- [Work item]: Could you find every line in the entries below that holds the word "pool" and copy it?

- [Source material]:
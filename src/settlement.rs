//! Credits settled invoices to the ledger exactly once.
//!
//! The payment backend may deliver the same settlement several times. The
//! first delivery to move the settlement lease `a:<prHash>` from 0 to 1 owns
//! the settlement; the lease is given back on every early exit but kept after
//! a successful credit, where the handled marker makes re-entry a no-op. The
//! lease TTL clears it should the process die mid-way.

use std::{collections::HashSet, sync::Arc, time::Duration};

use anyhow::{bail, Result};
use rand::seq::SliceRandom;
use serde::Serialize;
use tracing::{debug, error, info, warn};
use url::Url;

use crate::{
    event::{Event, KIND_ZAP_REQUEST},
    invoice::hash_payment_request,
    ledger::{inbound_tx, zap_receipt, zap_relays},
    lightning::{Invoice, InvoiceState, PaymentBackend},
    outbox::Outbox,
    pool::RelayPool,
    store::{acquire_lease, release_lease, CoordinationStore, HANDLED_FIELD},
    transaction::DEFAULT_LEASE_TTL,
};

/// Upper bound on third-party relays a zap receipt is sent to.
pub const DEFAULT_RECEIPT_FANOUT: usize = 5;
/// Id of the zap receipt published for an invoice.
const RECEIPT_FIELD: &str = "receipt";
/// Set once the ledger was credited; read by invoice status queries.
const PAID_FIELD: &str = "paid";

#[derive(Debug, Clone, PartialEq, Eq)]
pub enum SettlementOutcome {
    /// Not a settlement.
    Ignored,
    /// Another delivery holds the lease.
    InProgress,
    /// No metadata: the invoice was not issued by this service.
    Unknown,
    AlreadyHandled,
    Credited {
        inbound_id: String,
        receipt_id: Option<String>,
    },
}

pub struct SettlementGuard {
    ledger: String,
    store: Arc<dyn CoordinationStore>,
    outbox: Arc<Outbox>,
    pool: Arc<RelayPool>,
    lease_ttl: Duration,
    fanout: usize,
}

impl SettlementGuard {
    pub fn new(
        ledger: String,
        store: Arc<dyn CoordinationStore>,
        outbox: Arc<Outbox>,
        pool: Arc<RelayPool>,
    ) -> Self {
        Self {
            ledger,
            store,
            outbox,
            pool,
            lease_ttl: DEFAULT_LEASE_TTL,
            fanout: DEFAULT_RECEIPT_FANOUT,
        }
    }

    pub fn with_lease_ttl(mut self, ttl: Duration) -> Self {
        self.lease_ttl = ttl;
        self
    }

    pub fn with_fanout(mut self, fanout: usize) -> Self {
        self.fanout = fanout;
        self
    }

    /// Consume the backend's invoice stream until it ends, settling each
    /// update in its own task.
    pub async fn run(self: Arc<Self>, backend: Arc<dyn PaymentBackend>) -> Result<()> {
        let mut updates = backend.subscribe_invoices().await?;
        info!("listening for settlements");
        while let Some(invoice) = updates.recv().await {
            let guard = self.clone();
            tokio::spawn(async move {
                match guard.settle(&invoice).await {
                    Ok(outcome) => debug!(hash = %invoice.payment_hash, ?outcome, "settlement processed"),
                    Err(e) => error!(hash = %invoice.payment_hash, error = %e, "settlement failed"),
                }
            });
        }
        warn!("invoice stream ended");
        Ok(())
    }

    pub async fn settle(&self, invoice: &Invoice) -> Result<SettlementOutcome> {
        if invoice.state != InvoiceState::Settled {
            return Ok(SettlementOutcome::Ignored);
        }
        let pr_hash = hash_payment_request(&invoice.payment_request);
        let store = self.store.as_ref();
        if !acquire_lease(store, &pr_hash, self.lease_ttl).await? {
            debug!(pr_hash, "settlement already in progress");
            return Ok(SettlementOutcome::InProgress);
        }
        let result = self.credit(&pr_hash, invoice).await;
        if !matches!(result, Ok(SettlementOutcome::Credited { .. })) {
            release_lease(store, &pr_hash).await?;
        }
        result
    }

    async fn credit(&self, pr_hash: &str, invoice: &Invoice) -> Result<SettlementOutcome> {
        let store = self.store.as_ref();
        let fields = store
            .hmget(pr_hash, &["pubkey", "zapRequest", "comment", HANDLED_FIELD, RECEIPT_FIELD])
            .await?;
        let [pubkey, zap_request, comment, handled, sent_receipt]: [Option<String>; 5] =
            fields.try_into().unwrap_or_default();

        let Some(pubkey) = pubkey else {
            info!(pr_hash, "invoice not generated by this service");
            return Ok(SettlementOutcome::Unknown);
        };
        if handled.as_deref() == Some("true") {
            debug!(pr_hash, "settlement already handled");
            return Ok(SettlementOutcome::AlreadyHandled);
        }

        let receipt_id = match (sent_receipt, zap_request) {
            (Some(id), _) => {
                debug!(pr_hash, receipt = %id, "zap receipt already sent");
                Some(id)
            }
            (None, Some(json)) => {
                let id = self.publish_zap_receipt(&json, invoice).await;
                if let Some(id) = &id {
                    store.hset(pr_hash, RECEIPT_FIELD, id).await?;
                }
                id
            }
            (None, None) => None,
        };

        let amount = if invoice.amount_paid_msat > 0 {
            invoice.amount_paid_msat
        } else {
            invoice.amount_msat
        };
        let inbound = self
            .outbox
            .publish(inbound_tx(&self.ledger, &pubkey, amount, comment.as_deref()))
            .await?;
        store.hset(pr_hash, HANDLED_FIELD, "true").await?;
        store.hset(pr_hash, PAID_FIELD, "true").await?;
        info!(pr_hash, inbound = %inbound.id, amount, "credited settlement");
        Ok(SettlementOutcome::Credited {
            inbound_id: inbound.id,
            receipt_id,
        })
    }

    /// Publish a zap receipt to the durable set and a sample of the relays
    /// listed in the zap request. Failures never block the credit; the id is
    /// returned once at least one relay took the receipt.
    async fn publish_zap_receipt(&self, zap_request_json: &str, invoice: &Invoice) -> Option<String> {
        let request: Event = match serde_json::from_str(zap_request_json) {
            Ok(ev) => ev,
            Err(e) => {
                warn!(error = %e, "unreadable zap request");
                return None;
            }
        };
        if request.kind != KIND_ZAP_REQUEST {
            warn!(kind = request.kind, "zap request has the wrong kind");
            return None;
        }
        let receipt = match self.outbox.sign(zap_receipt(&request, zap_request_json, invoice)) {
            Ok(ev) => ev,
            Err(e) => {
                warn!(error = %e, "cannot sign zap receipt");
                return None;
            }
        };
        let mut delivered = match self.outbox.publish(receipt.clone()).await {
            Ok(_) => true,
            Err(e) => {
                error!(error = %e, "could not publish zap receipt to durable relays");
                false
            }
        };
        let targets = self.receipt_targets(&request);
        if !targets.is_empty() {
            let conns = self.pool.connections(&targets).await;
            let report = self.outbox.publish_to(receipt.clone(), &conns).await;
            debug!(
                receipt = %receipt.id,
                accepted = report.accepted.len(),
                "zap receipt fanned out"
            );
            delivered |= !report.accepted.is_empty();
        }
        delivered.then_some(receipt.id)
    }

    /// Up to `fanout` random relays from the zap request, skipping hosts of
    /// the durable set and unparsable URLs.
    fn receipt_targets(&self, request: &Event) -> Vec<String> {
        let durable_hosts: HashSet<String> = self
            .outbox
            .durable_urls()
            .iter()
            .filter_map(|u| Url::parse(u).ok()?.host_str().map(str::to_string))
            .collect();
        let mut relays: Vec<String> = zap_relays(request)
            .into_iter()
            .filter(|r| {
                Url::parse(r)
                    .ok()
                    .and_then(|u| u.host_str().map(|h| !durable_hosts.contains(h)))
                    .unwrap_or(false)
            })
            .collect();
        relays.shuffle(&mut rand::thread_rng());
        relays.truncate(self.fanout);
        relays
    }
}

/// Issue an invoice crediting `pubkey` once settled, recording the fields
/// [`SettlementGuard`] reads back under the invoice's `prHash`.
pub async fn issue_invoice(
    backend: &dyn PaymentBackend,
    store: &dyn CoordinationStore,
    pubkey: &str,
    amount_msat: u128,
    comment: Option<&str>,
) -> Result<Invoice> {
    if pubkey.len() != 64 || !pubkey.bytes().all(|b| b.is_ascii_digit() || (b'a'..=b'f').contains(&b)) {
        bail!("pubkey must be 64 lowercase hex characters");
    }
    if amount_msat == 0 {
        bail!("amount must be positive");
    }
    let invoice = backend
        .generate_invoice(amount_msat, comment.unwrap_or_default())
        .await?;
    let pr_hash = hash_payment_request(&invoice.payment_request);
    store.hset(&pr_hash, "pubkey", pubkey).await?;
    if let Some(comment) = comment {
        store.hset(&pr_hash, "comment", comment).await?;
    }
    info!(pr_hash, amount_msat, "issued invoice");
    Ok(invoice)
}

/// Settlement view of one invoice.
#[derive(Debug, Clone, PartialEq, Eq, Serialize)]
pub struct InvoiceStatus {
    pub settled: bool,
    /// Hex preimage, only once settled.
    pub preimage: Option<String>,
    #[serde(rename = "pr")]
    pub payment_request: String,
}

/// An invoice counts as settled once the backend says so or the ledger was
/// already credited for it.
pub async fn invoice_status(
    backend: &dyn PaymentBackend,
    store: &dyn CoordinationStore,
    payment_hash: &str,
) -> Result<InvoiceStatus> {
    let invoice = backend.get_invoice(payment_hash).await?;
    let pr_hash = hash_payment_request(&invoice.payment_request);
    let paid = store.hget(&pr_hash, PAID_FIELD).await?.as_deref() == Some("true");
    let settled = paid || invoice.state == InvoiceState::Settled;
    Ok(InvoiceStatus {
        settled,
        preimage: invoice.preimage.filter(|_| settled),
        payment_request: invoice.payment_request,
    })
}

==

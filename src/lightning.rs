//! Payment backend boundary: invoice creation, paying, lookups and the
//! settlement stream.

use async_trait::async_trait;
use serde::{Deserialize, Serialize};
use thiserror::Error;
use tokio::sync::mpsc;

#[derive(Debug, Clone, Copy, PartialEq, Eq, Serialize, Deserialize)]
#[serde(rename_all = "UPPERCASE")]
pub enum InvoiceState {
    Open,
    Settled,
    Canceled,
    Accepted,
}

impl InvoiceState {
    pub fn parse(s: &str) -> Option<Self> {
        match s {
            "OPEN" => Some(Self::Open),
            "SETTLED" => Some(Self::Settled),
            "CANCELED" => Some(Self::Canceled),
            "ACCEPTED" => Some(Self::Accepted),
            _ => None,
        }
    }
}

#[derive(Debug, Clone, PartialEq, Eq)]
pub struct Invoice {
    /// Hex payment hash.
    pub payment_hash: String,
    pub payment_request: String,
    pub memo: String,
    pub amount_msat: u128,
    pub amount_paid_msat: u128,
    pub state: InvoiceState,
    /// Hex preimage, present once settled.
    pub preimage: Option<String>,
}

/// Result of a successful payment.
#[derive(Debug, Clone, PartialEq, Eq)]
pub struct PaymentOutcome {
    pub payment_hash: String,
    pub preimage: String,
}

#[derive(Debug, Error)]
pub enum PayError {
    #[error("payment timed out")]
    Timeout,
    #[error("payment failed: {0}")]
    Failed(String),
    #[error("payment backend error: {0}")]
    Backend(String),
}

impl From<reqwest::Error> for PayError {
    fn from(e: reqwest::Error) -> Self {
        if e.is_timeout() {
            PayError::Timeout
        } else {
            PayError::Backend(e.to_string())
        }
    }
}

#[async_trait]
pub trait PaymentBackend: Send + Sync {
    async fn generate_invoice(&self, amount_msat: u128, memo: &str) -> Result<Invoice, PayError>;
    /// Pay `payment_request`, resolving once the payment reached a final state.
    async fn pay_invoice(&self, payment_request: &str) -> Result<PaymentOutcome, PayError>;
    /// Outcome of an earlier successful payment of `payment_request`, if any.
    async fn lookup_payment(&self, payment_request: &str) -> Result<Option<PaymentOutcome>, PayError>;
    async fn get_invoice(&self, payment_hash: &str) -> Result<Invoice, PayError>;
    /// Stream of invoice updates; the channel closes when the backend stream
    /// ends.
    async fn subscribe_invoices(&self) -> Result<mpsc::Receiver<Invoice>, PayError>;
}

...

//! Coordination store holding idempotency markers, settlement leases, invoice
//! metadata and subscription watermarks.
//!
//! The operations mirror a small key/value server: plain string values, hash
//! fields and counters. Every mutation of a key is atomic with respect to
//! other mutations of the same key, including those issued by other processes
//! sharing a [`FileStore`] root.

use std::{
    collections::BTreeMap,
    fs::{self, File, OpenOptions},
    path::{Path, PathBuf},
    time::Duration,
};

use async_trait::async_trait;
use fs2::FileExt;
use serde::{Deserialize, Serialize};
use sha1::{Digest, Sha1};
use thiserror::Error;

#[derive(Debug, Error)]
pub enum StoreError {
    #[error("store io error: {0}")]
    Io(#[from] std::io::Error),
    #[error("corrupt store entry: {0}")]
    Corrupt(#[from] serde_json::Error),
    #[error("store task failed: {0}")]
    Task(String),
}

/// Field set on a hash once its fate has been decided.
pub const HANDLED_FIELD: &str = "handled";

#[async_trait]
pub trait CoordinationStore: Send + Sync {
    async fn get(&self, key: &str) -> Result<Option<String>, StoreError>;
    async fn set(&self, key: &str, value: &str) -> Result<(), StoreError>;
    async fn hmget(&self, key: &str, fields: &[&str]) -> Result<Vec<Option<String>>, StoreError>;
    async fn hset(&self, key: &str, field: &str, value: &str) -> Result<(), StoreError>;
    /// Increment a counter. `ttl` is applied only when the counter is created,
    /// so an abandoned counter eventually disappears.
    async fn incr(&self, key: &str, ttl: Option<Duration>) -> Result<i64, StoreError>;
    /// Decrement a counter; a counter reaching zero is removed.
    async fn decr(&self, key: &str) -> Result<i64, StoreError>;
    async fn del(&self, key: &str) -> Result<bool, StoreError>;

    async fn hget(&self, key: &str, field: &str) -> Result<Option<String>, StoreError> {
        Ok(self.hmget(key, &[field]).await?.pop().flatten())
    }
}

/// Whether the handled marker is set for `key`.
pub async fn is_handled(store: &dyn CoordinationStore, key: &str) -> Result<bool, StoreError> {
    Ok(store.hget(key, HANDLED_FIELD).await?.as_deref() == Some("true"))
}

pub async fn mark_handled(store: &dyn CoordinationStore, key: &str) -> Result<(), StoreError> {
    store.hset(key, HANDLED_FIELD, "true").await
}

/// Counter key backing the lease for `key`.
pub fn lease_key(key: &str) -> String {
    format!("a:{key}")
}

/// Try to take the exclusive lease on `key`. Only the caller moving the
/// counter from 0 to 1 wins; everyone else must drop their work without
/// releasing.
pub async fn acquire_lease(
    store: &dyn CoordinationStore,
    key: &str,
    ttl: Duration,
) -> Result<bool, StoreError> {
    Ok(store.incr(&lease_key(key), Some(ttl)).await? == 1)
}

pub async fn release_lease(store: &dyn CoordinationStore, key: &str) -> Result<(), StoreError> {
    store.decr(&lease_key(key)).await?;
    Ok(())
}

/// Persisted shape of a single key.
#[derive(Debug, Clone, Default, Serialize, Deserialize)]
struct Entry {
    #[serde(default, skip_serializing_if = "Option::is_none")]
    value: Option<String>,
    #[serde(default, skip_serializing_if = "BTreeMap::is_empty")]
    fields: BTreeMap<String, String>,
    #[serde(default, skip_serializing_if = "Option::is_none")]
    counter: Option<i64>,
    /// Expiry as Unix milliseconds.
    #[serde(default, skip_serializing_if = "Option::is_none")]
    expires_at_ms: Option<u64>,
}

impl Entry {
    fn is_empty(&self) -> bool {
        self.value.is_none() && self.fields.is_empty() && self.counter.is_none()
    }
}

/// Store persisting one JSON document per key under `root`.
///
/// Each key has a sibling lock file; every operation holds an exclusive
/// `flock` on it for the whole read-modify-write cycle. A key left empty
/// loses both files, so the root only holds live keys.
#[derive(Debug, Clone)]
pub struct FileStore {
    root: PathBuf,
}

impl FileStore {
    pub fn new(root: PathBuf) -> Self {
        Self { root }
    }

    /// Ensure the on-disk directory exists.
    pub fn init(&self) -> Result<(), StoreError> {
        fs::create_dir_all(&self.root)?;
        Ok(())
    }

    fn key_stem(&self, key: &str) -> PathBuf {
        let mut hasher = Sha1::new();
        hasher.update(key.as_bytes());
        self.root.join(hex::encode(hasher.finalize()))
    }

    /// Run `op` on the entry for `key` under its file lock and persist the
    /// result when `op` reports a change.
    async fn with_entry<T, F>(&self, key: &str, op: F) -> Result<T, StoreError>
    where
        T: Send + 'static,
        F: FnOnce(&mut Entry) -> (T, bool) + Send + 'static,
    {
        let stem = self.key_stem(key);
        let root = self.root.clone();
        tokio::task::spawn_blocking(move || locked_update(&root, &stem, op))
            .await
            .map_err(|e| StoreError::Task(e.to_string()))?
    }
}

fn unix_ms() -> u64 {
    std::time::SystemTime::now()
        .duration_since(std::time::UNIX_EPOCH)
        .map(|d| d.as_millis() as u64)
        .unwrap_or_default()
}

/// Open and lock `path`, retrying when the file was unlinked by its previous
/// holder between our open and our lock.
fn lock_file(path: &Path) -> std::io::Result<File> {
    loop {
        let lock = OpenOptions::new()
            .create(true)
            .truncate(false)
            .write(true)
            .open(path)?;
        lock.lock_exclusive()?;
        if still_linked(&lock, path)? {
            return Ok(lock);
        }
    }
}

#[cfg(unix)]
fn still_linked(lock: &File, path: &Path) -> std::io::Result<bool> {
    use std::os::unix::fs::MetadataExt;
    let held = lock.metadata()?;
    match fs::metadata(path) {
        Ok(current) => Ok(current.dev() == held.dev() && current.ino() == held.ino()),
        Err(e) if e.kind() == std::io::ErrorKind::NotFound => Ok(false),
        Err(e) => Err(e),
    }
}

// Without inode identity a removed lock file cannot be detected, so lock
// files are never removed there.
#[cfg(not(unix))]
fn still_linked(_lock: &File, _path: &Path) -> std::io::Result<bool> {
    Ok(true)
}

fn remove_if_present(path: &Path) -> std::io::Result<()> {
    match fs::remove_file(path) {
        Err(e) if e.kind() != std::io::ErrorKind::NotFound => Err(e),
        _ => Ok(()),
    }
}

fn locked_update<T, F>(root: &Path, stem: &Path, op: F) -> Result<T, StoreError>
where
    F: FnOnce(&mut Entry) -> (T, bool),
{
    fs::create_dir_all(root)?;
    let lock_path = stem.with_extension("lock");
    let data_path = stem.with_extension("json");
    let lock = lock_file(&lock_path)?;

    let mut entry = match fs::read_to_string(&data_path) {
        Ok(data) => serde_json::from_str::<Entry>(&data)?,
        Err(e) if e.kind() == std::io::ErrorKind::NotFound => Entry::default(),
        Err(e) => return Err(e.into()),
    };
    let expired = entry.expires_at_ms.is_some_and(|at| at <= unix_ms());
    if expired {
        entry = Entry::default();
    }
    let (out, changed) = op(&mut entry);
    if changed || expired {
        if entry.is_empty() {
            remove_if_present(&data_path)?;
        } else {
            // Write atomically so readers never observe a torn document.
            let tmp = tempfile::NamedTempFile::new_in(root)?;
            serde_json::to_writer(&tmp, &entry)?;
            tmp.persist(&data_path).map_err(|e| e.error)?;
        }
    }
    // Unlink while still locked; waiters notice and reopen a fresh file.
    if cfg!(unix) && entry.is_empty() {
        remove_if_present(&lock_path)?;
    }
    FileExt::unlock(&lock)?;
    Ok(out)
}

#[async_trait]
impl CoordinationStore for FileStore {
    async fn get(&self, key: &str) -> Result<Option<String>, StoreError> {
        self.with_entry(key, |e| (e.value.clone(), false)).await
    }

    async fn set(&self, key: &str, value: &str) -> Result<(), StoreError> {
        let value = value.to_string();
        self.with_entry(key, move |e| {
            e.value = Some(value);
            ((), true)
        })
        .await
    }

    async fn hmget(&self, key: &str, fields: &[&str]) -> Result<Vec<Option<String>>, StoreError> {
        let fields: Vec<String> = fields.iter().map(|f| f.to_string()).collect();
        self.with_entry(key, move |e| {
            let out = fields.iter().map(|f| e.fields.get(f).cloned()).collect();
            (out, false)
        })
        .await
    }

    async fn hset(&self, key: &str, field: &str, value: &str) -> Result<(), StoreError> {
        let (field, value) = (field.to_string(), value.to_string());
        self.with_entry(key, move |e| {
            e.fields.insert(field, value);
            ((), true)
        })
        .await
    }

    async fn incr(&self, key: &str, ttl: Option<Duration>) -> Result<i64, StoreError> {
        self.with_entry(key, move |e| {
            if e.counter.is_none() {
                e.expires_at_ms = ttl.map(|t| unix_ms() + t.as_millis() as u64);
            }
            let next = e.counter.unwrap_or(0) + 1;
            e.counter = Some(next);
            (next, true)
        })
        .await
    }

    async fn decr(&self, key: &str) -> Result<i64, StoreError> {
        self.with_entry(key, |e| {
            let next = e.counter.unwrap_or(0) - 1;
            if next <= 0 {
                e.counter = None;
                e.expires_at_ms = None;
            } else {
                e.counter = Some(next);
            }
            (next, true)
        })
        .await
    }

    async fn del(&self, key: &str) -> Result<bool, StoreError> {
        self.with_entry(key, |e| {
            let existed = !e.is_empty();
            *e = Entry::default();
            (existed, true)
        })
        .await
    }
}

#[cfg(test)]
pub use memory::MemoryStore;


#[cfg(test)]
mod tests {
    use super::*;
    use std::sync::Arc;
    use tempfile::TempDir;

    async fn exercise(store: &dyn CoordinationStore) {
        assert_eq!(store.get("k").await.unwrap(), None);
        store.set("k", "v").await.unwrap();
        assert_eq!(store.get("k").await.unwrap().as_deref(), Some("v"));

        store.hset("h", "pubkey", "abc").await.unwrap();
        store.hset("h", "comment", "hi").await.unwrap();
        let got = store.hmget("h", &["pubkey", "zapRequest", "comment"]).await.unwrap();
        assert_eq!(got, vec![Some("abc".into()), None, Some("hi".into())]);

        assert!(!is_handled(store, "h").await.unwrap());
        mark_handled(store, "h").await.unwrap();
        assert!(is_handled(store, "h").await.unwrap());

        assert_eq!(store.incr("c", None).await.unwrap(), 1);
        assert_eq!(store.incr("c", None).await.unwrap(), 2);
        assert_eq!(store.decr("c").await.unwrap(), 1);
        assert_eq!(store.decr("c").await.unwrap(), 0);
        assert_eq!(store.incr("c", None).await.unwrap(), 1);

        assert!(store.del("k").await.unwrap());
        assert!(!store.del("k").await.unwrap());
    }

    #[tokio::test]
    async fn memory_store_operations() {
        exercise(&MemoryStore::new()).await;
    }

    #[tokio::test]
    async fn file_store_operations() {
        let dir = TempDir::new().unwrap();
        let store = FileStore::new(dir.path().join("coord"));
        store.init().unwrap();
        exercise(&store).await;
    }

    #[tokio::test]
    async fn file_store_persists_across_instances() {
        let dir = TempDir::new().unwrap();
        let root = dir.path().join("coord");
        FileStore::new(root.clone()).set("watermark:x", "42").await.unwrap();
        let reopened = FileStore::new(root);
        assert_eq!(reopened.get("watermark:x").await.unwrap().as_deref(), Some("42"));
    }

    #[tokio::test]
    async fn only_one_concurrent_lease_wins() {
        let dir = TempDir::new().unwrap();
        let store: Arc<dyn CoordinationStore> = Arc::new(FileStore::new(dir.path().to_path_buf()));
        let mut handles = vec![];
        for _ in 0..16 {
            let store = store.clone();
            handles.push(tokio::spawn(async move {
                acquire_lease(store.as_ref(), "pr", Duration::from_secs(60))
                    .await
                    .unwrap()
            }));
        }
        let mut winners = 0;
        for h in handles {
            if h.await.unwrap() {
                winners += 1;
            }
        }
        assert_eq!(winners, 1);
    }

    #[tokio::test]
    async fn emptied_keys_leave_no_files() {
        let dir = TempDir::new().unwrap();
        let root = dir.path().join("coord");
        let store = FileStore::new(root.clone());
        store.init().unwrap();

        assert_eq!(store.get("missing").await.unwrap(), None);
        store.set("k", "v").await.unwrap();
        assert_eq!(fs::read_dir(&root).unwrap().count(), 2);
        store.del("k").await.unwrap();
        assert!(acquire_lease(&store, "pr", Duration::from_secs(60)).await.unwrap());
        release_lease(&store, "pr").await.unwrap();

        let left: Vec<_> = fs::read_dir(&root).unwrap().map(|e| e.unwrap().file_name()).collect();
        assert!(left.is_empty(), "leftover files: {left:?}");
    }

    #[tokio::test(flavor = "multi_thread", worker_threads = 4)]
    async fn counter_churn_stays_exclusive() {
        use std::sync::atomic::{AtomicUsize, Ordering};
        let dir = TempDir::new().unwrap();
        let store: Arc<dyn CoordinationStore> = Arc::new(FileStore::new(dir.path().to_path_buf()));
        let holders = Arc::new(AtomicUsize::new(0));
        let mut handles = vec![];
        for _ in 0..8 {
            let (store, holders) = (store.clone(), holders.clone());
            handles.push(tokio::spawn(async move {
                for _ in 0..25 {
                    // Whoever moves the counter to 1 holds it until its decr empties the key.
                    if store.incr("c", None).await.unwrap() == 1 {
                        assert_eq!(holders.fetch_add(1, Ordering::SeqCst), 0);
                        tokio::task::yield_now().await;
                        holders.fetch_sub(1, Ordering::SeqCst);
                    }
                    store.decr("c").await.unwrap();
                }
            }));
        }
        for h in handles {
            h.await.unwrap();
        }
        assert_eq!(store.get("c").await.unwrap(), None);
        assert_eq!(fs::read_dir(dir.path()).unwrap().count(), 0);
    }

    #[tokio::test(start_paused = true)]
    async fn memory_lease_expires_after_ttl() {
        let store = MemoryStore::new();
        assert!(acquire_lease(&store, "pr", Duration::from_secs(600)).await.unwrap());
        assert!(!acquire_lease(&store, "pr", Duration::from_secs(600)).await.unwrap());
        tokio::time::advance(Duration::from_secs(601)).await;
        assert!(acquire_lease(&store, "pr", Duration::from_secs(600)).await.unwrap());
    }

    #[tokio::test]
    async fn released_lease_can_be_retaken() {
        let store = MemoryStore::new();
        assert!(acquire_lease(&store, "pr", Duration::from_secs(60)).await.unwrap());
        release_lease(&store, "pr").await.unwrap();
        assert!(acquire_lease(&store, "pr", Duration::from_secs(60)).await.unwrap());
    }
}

- [Exercise response]:
    pool::RelayPool,
    pool: Arc<RelayPool>,
        pool: Arc<RelayPool>,
            pool,
            let conns = self.pool.connections(&targets).await;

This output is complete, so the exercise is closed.